I know several parents that limit screen time, require screen usage be restricted to public areas of the home, have parental controls and filtering operating etc.. some of the parents I know won’t even let their kids watch a movie unless they screen it first.
I usually give a fake email or phone number to get free wifi anyway.
And who should look out for the child's interests if the parents can't or won't?
Actually not, since I use Linux, but most people's do. It's much worse on my phone.
What do you do when punishment doesn’t work? When therapy doesn’t work? When strict control doesn’t work? When there is no remorse, shame, fear of repercussion, or ability to anticipate consequences or risk?

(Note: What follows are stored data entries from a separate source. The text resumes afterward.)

//! Dimension Normalizer (C6)

/// Errors raised when a provider-returned vector cannot be normalized.
#[non_exhaustive]
#[derive(Debug, Clone, PartialEq, thiserror::Error)]
pub enum EmbeddingError {
    #[error("embedding vector is empty")]
    Empty,

    #[error("embedding vector contains a non-finite value")]
    NonFinite,
}

/// Pad with zeros or truncate `vec` to exactly `dimension` elements.
///
/// Validates that `vec` is non-empty and every element is finite before
/// touching its length.
pub fn normalize_dimension(vec: &[f32], dimension: usize) -> Result<Vec<f32>, EmbeddingError> {
    if vec.is_empty() {
        return Err(EmbeddingError::Empty);
    }
    if vec.iter().any(|x| !x.is_finite()) {
        return Err(EmbeddingError::NonFinite);
    }

    Ok(match vec.len().cmp(&dimension) {
        std::cmp::Ordering::Equal => vec.to_vec(),
        std::cmp::Ordering::Less => {
            let mut padded = vec.to_vec();
            padded.resize(dimension, 0.0);
            padded
        }
        std::cmp::Ordering::Greater => vec[..dimension].to_vec(),
    })
}
use std::path::PathBuf;

/// 検索の致命的エラー
///
/// 読めないファイルや壊れた `.gitignore` はここに含めない。
/// それらはスキップして検索を続行する。
#[derive(Debug, thiserror::Error)]
pub enum SearchError {
    #[error("'pattern' is required")]
    MissingArgument,

    #[error("path '{}' does not exist", .0.display())]
    PathNotFound(PathBuf),

    #[error("invalid regex: {0}")]
    InvalidPattern(String),
}

impl SearchError {
    /// ツール呼び出し側に返す文字列形式
    pub fn to_tool_output(&self) -> String {
        format!("Error: {}", self)
    }
}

When the kid has the highest IQ in the house but fails tests and doesn’t turn in homework because they don’t care about anything but their vice? When they literally spend 2 hours a day _at school_ on YouTube and games (among other things) on a device the district mandates they have?
Do you punish a child for years because they can’t function with access most people consider normal? When their siblings have all of the same access and devices and don’t have the same issues and would respond to rules and who would punishment in exactly the way you would describe?

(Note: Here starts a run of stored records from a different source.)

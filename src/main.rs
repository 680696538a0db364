//! codesift - structured code search for coding assistants
//!
//! Command-line usage:
//!   codesift <pattern> [path] [--format count|lines|context|full] [--glob ...] [-i]
//!   codesift --tool better_grep --usage       - Print the tool's usage prompt
//!   codesift --describe                       - Print the tool definition as JSON
//!   codesift --args '{"pattern": "..."}'      - Call the tool with JSON arguments

use codesift::cli::run_cli;

fn main() {
    // Initialize logging
    env_logger::init();

    match run_cli() {
        Ok(code) => std::process::exit(code),
        Err(err) => {
            eprintln!("Error: {:#}", err);
            std::process::exit(1);
        }
    }
}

Maybe it’s a parenting issue, but I’d like to think we’ve done far more than most parents could imagine for over a decade and come up short for one of our kids. Meanwhile 3 others are just fine.

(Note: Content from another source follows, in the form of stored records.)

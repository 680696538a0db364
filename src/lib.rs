pub mod cli;
pub mod display;
pub mod error;
pub mod filters;
pub mod limits;
pub mod search;
pub mod searchers;
pub mod tool;
pub mod types;

// 公開API
pub use error::SearchError;
pub use limits::SearchLimits;
pub use search::{run, search, search_with_limits};
pub use tool::{all_tools, tool_by_name, SearchArgs, ToolDefinition};
pub use types::*;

Fortunately many states are experimenting with school vouchers and other programs to help parents choose alternatives. It has some downsides (some public schools are having trouble adapting and special ed is an issue) but it may help with situations like yours.
But what will you do when this one will grow? There will be no restrictions - not from you, not from the state. Does restriction really solved the root problem?
How do you monitor what a child is using a device for when you don’t have access to the device and they’re at a school that doesn’t care? What device is safe to use, even when in a public area? You’re able to see the screen of all devices I your house at all times? You’re awake at all hours monitoring public areas of the house? Would you think an elementary schooler could get into trouble with an eink Kindle? With an Xbox (beyond gaming to long)? With a school issued Chromebook? What happens when Screen Time fails and the whitelist of allowed sites and limits on time no longer work (as happens several times a year)? What happens when the locked down Chromebook allows arbitrary web access through a log in screen buried deep in help that all the kids know about and despite layers and layers of controls out in place the school device happily ignores them all and lets children do whatever they want?
The idea that a child can be given a device and that they could be monitored 24/7 suggests you don’t have kids, they don’t have any technology in their life, you don’t know what they and/or their friends are actually doing, or you only have children like my daughter. I suppose if everyone was like her I’d be naive to what most kids are doing as well.
You have a class with 30 kids with gaming (or social media or or porn) devices and a teacher whose just as internet addicted behind their own computer at the front expecting the kids to work on their own through the lesson while they do who knows what.
How much YouTube do you think you can you watch in a a high school PE class? About 50 minutes at today’s public schools. The teacher doesn’t care, the principal doesn’t care, the superintendent doesn’t care, and the school board doesn’t care. As long as the PE teacher’s baseball team does well, who cares, right? (Hi Scottsdale Unified School District! I’m talking about you!)
Oh, I guess you’re not my neighbor. You had me going there for a long time.
Stories like this are everywhere. Parents don’t share them because they perceive it is an individual problem, and a shameful problem.
We don’t even have a good way to talk about the problems, never mind their solutions.
What I do know is that we have an epidemic of mental illness affecting children and adults are crying about how it affects them. Privacy is important. Protecting children it’s important. Let’s have both.